Asbestos found at Racquet Club in an expected discovery |

Asbestos found at Racquet Club in an expected discovery

Asbestos was discovered inside the Racquet Club in the weeks before City Hall started a renovation of the building, Park City officials said, a scenario they foresaw as preparations were underway and one that they say they are carefully handling.

According to Ken Fisher, who manages City Hall’s recreation programs, crews hired to test for asbestos discovered what he describes as a "very small layer" of the cancer-causing material underneath the surface of the indoor tennis courts. Asbestos was also found in drywall in the area where a restaurant once operated, Fisher said.

Fisher said the asbestos was contained inside the surface of the tennis courts and inside the drywall, and it was not airborne. Officials would have been more worried if the asbestos was airborne and people were inhaling the material.

Fisher said people who used the Racquet Club over the years were not exposed to asbestos. Had there been a danger, Fisher said, the Racquet Club would have been closed down.

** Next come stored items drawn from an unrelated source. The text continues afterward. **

//! Filesystem-based blob storage for both tiers.
//!
//! Each blob is a directory sharded by the first two hex characters of the
//! id. Chunked blobs hold a JSON manifest and one file per chunk; inline
//! blobs hold a JSON manifest and a single data file.

use crate::{
    BlobChunk, BlobId, ChunkedBlob, ChunkedBlobHeader, ChunkedBlobStore, InlineBlob,
    InlineBlobStore, StorageResult,
};
use campusconnect_error::StorageError;
use chrono::{DateTime, Utc};
use serde::{Deserialize, Serialize};
use std::io::ErrorKind;
use std::path::{Path, PathBuf};
use uuid::Uuid;

const MANIFEST: &str = "manifest.json";
const INLINE_DATA: &str = "data.bin";

fn create_root(base_path: &Path) -> StorageResult<()> {
    std::fs::create_dir_all(base_path).map_err(|e| {
        StorageError::write(format!(
            "failed to create storage directory {}: {}",
            base_path.display(),
            e
        ))
    })
}

fn blob_dir(base_path: &Path, id: BlobId) -> PathBuf {
    base_path.join(id.shard()).join(id.to_string())
}

/// Scratch path beside the blob directory, hidden by its leading dot.
fn scratch_dir(base_path: &Path, id: BlobId, purpose: &str) -> PathBuf {
    base_path
        .join(id.shard())
        .join(format!(".{}.{}-{}", id, purpose, Uuid::new_v4().simple()))
}

async fn path_exists(path: &Path) -> StorageResult<bool> {
    tokio::fs::try_exists(path)
        .await
        .map_err(|e| StorageError::read(format!("{}: {}", path.display(), e)))
}

async fn write_file(path: &Path, data: &[u8]) -> StorageResult<()> {
    tokio::fs::write(path, data)
        .await
        .map_err(|e| StorageError::write(format!("write {}: {}", path.display(), e)))
}

/// Read a manifest, `None` when the blob directory has none.
async fn read_manifest<T: serde::de::DeserializeOwned>(dir: &Path) -> StorageResult<Option<T>> {
    let path = dir.join(MANIFEST);
    let raw = match tokio::fs::read(&path).await {
        Ok(raw) => raw,
        Err(e) if e.kind() == ErrorKind::NotFound => return Ok(None),
        Err(e) => return Err(StorageError::read(format!("{}: {}", path.display(), e))),
    };

    serde_json::from_slice(&raw)
        .map(Some)
        .map_err(|e| StorageError::read(format!("decode {}: {}", path.display(), e)))
}

/// Fill a staging directory, then rename it over `final_dir`.
///
/// Fails without touching anything if `final_dir` already exists.
async fn publish<F, Fut>(base_path: &Path, id: BlobId, fill: F) -> StorageResult<PathBuf>
where
    F: FnOnce(PathBuf) -> Fut,
    Fut: std::future::Future<Output = StorageResult<()>>,
{
    let final_dir = blob_dir(base_path, id);
    if path_exists(&final_dir).await? {
        return Err(StorageError::write(format!("blob {} already exists", id)));
    }

    let staging = scratch_dir(base_path, id, "tmp");
    tokio::fs::create_dir_all(&staging)
        .await
        .map_err(|e| StorageError::write(format!("create {}: {}", staging.display(), e)))?;

    if let Err(e) = fill(staging.clone()).await {
        let _ = tokio::fs::remove_dir_all(&staging).await;
        return Err(e);
    }

    if let Err(e) = tokio::fs::rename(&staging, &final_dir).await {
        let _ = tokio::fs::remove_dir_all(&staging).await;
        return Err(StorageError::write(format!(
            "rename {} to {}: {}",
            staging.display(),
            final_dir.display(),
            e
        )));
    }
    Ok(final_dir)
}

/// Rename a blob directory aside and delete it, returning whether it existed.
async fn unpublish(base_path: &Path, id: BlobId) -> StorageResult<bool> {
    let dir = blob_dir(base_path, id);
    let doomed = scratch_dir(base_path, id, "deleting");

    match tokio::fs::rename(&dir, &doomed).await {
        Ok(()) => {}
        Err(e) if e.kind() == ErrorKind::NotFound => return Ok(false),
        Err(e) => {
            return Err(StorageError::write(format!(
                "delete {}: {}",
                dir.display(),
                e
            )));
        }
    }

    if let Err(e) = tokio::fs::remove_dir_all(&doomed).await {
        tracing::warn!(path = %doomed.display(), error = %e, "Failed to reclaim deleted blob files");
    }
    Ok(true)
}

/// Filesystem chunked-blob backend.
///
/// Stores blobs in the structure:
/// `{base_path}/{id[0:2]}/{id}/`
///
/// # Example Structure
///
/// ```text
/// /var/campusconnect/blobs/chunked/
/// ├── 3f/
/// │   └── 3f2a9c1e-.../
/// │       ├── manifest.json
/// │       ├── 000000.chunk
/// │       └── 000001.chunk
/// └── a7/
///     └── a7c04b12-.../
///         ├── manifest.json
///         └── 000000.chunk
/// ```
///
/// # Features
///
/// - **Atomic writes**: A blob is assembled in a temp directory, then renamed into place
/// - **Atomic deletes**: A blob is renamed aside before its files are removed
/// - **Sharded layout**: Prefix directories prevent directory bloat
pub struct FileSystemChunkedStore {
    base_path: PathBuf,
}

impl FileSystemChunkedStore {
    /// Create a new filesystem backend.
    ///
    /// Creates the base directory if it doesn't exist.
    ///
    /// # Arguments
    ///
    /// * `base_path` - Root directory for chunked blobs
    ///
    /// # Errors
    ///
    /// Returns error if the directory cannot be created or accessed.
    #[tracing::instrument(skip(base_path))]
    pub fn new(base_path: impl Into<PathBuf>) -> StorageResult<Self> {
        let base_path = base_path.into();
        create_root(&base_path)?;

        tracing::info!(path = %base_path.display(), "Created filesystem blob storage");
        Ok(Self { base_path })
    }

    /// Root directory of this store.
    pub fn base_path(&self) -> &Path {
        &self.base_path
    }

    fn chunk_path(dir: &Path, n: u32) -> PathBuf {
        dir.join(format!("{:06}.chunk", n))
    }

    async fn write_staged(staging: PathBuf, blob: &ChunkedBlob) -> StorageResult<()> {
        for chunk in &blob.chunks {
            write_file(&Self::chunk_path(&staging, chunk.n), &chunk.data).await?;
        }

        let manifest = serde_json::to_vec_pretty(&blob.header)
            .map_err(|e| StorageError::write(format!("encode manifest: {}", e)))?;
        write_file(&staging.join(MANIFEST), &manifest).await
    }
}

#[async_trait::async_trait]
impl ChunkedBlobStore for FileSystemChunkedStore {
    fn backend_name(&self) -> &'static str {
        "filesystem"
    }

    #[tracing::instrument(skip(self, blob), fields(id = %blob.header.id, size = blob.header.length))]
    async fn insert(&self, blob: ChunkedBlob) -> StorageResult<()> {
        let id = blob.header.id;
        let final_dir = publish(&self.base_path, id, |staging| {
            Self::write_staged(staging, &blob)
        })
        .await?;

        tracing::info!(
            id = %id,
            path = %final_dir.display(),
            chunks = blob.header.chunk_count,
            "Stored chunked blob"
        );
        Ok(())
    }

    #[tracing::instrument(skip(self), fields(id = %id))]
    async fn fetch(&self, id: BlobId) -> StorageResult<Option<ChunkedBlob>> {
        let dir = blob_dir(&self.base_path, id);
        let Some(header) = read_manifest::<ChunkedBlobHeader>(&dir).await? else {
            return Ok(None);
        };

        let mut chunks = Vec::with_capacity(header.chunk_count as usize);
        for n in 0..header.chunk_count {
            let path = Self::chunk_path(&dir, n);
            let data = tokio::fs::read(&path)
                .await
                .map_err(|e| StorageError::read(format!("{}: {}", path.display(), e)))?;
            chunks.push(BlobChunk { n, data });
        }

        tracing::debug!(id = %id, chunks = chunks.len(), "Loaded chunked blob");
        Ok(Some(ChunkedBlob { header, chunks }))
    }

    #[tracing::instrument(skip(self), fields(id = %id))]
    async fn remove(&self, id: BlobId) -> StorageResult<bool> {
        let removed = unpublish(&self.base_path, id).await?;
        if removed {
            tracing::info!(id = %id, "Deleted chunked blob");
        }
        Ok(removed)
    }

    async fn contains(&self, id: BlobId) -> StorageResult<bool> {
        path_exists(&blob_dir(&self.base_path, id).join(MANIFEST)).await
    }
}

/// Metadata written beside an inline payload.
#[derive(Debug, Serialize, Deserialize)]
struct InlineManifest {
    id: BlobId,
    filename: String,
    content_type: String,
    length: u64,
    created_at: DateTime<Utc>,
}

/// Filesystem inline-blob backend.
///
/// One directory per blob under `{base_path}/{id[0:2]}/{id}/`, holding
/// `manifest.json` and `data.bin`. Writes and deletes use the same
/// stage-then-rename scheme as [`FileSystemChunkedStore`].
pub struct FileSystemInlineStore {
    base_path: PathBuf,
}

impl FileSystemInlineStore {
    /// Create a new filesystem backend, creating `base_path` if needed.
    ///
    /// # Errors
    ///
    /// Returns error if the directory cannot be created or accessed.
    #[tracing::instrument(skip(base_path))]
    pub fn new(base_path: impl Into<PathBuf>) -> StorageResult<Self> {
        let base_path = base_path.into();
        create_root(&base_path)?;

        tracing::info!(path = %base_path.display(), "Created filesystem inline storage");
        Ok(Self { base_path })
    }

    /// Root directory of this store.
    pub fn base_path(&self) -> &Path {
        &self.base_path
    }

    async fn write_staged(staging: PathBuf, blob: &InlineBlob) -> StorageResult<()> {
        write_file(&staging.join(INLINE_DATA), &blob.data).await?;

        let manifest = InlineManifest {
            id: blob.id,
            filename: blob.filename.clone(),
            content_type: blob.content_type.clone(),
            length: blob.data.len() as u64,
            created_at: blob.created_at,
        };
        let manifest = serde_json::to_vec_pretty(&manifest)
            .map_err(|e| StorageError::write(format!("encode manifest: {}", e)))?;
        write_file(&staging.join(MANIFEST), &manifest).await
    }
}

#[async_trait::async_trait]
impl InlineBlobStore for FileSystemInlineStore {
    fn backend_name(&self) -> &'static str {
        "filesystem"
    }

    #[tracing::instrument(skip(self, blob), fields(id = %blob.id, size = blob.data.len()))]
    async fn insert(&self, blob: InlineBlob) -> StorageResult<()> {
        let final_dir = publish(&self.base_path, blob.id, |staging| {
            Self::write_staged(staging, &blob)
        })
        .await?;

        tracing::info!(id = %blob.id, path = %final_dir.display(), "Stored inline blob");
        Ok(())
    }

    #[tracing::instrument(skip(self), fields(id = %id))]
    async fn fetch(&self, id: BlobId) -> StorageResult<Option<InlineBlob>> {
        let dir = blob_dir(&self.base_path, id);
        let Some(manifest) = read_manifest::<InlineManifest>(&dir).await? else {
            return Ok(None);
        };

        let path = dir.join(INLINE_DATA);
        let data = tokio::fs::read(&path)
            .await
            .map_err(|e| StorageError::read(format!("{}: {}", path.display(), e)))?;

        if data.len() as u64 != manifest.length {
            return Err(StorageError::read(format!(
                "inline blob {} is {} bytes, manifest says {}",
                id,
                data.len(),
                manifest.length
            )));
        }

        Ok(Some(InlineBlob {
            id: manifest.id,
            data,
            filename: manifest.filename,
            content_type: manifest.content_type,
            created_at: manifest.created_at,
        }))
    }

    #[tracing::instrument(skip(self), fields(id = %id))]
    async fn remove(&self, id: BlobId) -> StorageResult<bool> {
        let removed = unpublish(&self.base_path, id).await?;
        if removed {
            tracing::info!(id = %id, "Deleted inline blob");
        }
        Ok(removed)
    }

    async fn contains(&self, id: BlobId) -> StorageResult<bool> {
        path_exists(&blob_dir(&self.base_path, id).join(MANIFEST)).await
    }
}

"There is no health hazard. Otherwise we wouldn’t have the facility open," he said.

The two places where the asbestos was found are closed as part of the Racquet Club’s shutdown timetable for the renovation.

Fisher said the workers want to remove the asbestos by the end of next week, and the removal from underneath the surface of the tennis courts has been finished. Roger Evans, City Hall’s interim chief building official, said the asbestos will be disposed of at a facility designed to accept asbestos.

He suspected the asbestos has been in the locations since the 1970s, when the building went up as a private-sector health club. City Hall purchased the facility in 1987.

Workers were seen on Wednesday wearing protective suits and masks as they went in and out of a door on the east side of the Racquet Club. An indoors entryway to the area where they were working was cordoned off with a giant plastic sheet that was taped in place. A danger sign cautioned people about the asbestos, indicating that it is a "cancer and lung disease hazard." The area is fenced off.

The workers on the east side of the building loaded material onto truck parked just outside the door. They covered the bed of the truck with a plastic tarp to keep the material from falling out during the transfer to the facility.

Evans said asbestos is "quite common in older buildings." He said the crews at the Racquet Club handled the material correctly.

"It’s not a surprise," he said about the presence of asbestos. "I think they pretty well knew it was there."

According to the EPA, asbestos exposure is linked to two forms of cancer — lung cancer and mesothelioma, which the EPA says attacks the membrane that lines the lungs, chest, abdomen and heart. More information about asbestos is available on the EPA’s website, . Select the ‘A-Z Index’ link at the top right of the home page and then scroll to the ‘Asbestos’ link.

City Hall is in the early stages of an $8.3 million redo of the aging Racquet Club. Most of the building will be demolished and a new athletic center will be put up at the site. The redone recreation center will offer more fitness space and new attractions, and it will feature numerous environmental upgrades.